*HOW TO COMPLETE THIS TASK*
Report the count of lines containing the word "false" in these records, with no other text.

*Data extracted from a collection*
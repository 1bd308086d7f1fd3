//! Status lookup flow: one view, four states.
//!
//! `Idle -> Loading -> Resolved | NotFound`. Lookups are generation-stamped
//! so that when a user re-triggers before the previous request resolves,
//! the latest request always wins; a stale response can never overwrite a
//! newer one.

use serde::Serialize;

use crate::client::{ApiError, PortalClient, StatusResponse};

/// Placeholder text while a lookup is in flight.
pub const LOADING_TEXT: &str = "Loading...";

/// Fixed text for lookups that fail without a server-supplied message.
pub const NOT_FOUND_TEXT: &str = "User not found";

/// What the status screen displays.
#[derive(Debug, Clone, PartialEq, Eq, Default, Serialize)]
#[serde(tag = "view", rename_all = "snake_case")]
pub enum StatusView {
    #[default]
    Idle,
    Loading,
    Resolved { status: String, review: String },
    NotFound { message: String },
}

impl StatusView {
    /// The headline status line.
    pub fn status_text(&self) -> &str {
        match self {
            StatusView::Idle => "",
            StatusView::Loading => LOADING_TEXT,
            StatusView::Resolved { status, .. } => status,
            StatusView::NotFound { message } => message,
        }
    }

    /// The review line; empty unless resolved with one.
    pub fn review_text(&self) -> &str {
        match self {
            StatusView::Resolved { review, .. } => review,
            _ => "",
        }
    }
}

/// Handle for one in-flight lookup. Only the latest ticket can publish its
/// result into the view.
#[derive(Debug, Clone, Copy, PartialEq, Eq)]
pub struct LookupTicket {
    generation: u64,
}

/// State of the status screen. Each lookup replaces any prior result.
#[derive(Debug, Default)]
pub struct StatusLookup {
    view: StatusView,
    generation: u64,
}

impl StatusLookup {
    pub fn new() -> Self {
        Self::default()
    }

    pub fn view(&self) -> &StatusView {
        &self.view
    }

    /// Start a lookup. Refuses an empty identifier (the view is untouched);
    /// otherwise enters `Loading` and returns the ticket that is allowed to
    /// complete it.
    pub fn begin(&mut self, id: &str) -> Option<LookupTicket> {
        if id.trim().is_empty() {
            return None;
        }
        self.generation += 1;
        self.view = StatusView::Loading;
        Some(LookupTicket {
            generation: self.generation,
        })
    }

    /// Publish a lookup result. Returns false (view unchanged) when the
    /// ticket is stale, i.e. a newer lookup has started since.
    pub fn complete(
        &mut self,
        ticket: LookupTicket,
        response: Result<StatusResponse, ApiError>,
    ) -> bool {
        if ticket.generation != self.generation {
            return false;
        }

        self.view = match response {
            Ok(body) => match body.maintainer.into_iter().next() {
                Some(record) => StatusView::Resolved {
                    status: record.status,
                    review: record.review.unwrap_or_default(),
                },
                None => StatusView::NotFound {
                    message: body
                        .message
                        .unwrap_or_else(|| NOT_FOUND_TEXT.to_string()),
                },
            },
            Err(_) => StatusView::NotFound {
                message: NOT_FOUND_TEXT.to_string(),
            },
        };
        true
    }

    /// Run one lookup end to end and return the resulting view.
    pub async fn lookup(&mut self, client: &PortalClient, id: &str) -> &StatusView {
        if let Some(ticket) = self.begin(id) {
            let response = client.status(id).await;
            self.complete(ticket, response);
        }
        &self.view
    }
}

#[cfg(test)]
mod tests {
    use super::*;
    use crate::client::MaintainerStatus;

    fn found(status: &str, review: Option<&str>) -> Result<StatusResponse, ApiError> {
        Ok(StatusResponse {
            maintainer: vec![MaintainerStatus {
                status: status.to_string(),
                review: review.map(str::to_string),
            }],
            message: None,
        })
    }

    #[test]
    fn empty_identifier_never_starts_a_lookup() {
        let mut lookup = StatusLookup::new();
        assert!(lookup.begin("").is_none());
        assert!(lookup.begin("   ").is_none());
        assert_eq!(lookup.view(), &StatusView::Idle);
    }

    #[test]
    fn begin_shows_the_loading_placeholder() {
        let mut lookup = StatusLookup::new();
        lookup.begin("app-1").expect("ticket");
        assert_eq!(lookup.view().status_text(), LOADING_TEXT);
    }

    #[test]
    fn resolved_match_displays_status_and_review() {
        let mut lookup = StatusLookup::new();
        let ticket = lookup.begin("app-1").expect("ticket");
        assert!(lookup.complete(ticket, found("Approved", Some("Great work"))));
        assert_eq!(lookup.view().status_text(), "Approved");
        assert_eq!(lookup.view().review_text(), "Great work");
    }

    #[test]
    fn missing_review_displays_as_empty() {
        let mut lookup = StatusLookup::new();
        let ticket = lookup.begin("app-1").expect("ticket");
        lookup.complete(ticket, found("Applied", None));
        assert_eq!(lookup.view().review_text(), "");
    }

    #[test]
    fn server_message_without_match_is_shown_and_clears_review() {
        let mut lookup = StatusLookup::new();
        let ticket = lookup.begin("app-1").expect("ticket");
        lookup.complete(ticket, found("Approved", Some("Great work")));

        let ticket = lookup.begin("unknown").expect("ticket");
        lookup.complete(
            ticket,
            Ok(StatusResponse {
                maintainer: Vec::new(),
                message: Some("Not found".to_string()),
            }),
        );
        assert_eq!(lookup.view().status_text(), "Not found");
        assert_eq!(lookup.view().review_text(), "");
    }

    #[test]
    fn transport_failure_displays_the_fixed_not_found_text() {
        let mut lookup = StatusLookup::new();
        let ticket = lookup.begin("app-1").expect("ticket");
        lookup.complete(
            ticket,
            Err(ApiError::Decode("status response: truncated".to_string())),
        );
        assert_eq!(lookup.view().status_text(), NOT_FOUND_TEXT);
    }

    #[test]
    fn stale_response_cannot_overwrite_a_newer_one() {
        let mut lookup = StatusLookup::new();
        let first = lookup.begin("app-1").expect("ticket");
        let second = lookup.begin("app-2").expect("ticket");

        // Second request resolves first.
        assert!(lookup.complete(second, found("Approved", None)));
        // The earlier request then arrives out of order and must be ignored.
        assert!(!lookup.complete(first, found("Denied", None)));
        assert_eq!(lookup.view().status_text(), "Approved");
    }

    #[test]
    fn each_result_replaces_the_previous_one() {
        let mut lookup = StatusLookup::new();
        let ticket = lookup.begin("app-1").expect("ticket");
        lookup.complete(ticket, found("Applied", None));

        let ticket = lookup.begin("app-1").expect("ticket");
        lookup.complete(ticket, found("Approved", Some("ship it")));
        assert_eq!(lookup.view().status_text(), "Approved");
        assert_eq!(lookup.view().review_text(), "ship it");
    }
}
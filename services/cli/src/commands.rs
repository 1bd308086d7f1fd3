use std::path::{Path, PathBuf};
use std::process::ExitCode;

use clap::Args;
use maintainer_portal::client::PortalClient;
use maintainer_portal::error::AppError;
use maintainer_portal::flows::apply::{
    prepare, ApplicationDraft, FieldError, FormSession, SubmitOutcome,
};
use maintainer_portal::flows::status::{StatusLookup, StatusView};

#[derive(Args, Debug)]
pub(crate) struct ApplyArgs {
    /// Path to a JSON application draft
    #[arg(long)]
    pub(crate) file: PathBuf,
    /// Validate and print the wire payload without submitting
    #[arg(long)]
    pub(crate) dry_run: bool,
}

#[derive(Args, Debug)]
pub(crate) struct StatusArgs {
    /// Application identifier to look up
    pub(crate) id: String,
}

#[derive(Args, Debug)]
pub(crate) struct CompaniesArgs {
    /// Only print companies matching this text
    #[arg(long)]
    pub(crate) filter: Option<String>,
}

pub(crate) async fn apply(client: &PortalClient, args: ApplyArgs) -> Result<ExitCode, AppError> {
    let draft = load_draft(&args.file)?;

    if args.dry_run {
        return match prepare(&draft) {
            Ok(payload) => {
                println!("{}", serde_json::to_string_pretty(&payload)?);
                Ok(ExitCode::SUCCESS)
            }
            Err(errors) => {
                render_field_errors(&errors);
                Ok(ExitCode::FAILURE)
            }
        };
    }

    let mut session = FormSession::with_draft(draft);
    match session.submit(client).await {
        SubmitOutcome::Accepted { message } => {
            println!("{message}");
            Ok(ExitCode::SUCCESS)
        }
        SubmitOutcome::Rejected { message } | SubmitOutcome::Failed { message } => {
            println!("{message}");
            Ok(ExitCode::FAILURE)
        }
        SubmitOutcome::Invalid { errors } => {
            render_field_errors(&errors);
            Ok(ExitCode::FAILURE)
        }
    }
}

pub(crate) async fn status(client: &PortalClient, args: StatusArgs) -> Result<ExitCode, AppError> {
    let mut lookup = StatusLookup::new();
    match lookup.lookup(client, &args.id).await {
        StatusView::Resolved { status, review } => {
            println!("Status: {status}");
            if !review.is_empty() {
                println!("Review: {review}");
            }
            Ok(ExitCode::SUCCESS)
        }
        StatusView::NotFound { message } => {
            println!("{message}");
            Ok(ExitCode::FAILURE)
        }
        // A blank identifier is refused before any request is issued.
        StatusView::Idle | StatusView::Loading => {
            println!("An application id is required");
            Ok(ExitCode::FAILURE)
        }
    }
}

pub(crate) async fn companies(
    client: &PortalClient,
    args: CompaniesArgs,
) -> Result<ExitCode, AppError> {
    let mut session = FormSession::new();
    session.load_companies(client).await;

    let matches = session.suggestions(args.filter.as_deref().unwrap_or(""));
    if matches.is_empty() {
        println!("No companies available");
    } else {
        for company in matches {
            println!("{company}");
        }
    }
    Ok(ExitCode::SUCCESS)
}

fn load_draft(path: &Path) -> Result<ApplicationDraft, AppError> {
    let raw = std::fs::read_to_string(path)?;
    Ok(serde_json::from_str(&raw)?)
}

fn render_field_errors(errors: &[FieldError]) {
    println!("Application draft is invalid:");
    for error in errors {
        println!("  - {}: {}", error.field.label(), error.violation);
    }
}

---

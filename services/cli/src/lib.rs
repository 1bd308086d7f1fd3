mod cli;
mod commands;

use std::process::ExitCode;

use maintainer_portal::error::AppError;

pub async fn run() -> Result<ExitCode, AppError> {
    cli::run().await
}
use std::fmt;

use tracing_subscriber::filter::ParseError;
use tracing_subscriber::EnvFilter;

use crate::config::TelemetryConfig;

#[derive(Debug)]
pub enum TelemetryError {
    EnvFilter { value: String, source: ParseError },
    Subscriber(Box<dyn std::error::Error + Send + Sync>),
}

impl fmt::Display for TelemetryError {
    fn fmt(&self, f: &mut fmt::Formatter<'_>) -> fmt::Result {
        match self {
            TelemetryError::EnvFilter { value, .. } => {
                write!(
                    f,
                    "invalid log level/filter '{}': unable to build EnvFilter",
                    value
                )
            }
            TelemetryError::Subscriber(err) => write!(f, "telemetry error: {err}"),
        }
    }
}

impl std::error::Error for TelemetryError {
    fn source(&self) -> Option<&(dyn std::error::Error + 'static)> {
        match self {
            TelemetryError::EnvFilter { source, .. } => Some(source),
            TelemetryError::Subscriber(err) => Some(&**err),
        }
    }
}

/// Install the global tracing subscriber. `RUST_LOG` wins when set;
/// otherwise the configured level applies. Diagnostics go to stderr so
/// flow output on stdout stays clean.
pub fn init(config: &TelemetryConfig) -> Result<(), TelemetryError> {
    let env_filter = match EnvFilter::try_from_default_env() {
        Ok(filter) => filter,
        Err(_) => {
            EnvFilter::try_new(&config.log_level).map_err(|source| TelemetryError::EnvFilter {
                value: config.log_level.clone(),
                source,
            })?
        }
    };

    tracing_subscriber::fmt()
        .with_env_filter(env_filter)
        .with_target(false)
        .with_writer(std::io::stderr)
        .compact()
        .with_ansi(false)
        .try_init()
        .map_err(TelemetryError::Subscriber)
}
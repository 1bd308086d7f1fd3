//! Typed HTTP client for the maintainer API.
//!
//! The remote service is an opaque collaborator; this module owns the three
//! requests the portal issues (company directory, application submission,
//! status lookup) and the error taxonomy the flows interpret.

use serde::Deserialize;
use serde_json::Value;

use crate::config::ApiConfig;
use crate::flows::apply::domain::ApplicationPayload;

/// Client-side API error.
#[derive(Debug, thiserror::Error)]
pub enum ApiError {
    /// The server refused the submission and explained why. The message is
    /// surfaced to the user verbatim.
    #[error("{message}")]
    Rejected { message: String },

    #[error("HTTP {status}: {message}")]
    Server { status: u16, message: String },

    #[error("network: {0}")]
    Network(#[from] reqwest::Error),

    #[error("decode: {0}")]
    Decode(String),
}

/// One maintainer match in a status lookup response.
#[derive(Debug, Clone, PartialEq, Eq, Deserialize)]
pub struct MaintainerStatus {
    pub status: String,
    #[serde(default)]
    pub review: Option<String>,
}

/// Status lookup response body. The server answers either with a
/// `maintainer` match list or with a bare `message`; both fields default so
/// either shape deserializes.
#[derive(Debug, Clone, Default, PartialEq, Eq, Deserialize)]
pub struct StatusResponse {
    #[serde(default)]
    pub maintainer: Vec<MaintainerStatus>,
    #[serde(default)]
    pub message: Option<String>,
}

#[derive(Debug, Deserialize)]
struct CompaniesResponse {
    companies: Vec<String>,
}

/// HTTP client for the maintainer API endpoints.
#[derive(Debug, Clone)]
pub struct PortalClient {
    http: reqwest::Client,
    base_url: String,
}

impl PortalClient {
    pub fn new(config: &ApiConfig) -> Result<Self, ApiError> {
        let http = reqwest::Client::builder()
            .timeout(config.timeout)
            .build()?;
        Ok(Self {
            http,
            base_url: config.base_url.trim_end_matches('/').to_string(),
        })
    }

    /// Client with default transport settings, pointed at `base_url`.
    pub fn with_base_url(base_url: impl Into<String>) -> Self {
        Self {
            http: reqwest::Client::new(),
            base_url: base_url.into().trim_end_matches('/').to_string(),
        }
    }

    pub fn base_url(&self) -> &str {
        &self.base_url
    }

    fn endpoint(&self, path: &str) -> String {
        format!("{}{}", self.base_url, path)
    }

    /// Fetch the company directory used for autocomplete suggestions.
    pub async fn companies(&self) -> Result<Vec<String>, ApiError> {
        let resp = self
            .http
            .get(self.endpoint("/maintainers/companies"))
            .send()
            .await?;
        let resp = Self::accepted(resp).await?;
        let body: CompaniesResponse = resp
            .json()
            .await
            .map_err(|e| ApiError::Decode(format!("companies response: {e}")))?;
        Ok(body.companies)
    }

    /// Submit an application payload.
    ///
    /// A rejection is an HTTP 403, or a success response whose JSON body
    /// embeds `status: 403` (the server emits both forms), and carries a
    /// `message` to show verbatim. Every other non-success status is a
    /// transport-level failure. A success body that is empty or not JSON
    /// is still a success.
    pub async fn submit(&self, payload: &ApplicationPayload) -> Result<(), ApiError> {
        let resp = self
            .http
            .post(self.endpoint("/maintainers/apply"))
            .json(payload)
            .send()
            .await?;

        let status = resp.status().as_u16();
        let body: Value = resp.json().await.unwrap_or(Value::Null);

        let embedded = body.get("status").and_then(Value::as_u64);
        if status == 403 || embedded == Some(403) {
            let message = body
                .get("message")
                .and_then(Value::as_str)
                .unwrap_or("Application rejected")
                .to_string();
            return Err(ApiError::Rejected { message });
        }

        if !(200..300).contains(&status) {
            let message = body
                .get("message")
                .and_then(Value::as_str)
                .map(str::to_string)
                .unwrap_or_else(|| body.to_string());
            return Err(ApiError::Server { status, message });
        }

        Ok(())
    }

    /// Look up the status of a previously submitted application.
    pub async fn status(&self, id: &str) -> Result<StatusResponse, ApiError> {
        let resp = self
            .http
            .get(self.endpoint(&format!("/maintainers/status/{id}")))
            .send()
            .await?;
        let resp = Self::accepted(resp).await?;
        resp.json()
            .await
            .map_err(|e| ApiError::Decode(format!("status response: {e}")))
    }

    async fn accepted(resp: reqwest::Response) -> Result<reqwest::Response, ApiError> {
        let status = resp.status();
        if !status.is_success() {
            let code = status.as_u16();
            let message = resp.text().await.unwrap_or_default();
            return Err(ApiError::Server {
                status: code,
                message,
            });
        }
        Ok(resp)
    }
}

*COMPLETED TASK*
4